» **INSTRUCTIONS TO FOLLOW**
Please give the number of lines in the entries below that hold "String", with no other words.

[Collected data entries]
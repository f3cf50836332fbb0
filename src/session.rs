//! Per-user voice session preferences

use serde::Serialize;

use crate::language::{Language, ModelMode};

/// Long-lived context holding a user's language and wake word preferences
///
/// Owned by the orchestrator for its whole lifetime. Only explicit
/// preference-setting calls mutate it.
#[derive(Debug, Clone, PartialEq, Eq, Serialize)]
pub struct Session {
    /// User this session belongs to
    pub user_id: String,
    /// Language replies are spoken in
    pub preferred_language: Language,
    /// Normalized wake phrase
    pub active_wake_phrase: String,
    /// Whether speech engines run hosted or locally
    pub model_mode: ModelMode,
    /// Sticky input language that bypasses per-utterance detection
    pub language_override: Option<Language>,
}

impl Session {
    /// Create a session with default preferences
    #[must_use]
    pub fn new(user_id: impl Into<String>, wake_phrase: &str) -> Self {
        Self {
            user_id: user_id.into(),
            preferred_language: Language::default(),
            active_wake_phrase: normalize_wake_phrase(wake_phrase),
            model_mode: ModelMode::default(),
            language_override: None,
        }
    }

    /// Set the reply language
    #[must_use]
    pub const fn with_preferred_language(mut self, language: Language) -> Self {
        self.preferred_language = language;
        self
    }

    /// Set the engine mode
    #[must_use]
    pub const fn with_model_mode(mut self, mode: ModelMode) -> Self {
        self.model_mode = mode;
        self
    }

    /// Set a sticky input language
    #[must_use]
    pub const fn with_language_override(mut self, language: Option<Language>) -> Self {
        self.language_override = language;
        self
    }

    /// Replace the wake phrase, normalizing it
    pub fn set_wake_phrase(&mut self, phrase: &str) {
        self.active_wake_phrase = normalize_wake_phrase(phrase);
    }
}

/// Trim and lowercase a wake phrase for matching
#[must_use]
pub fn normalize_wake_phrase(phrase: &str) -> String {
    phrase.trim().to_lowercase()
}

» **WRITTEN ANSWER**
4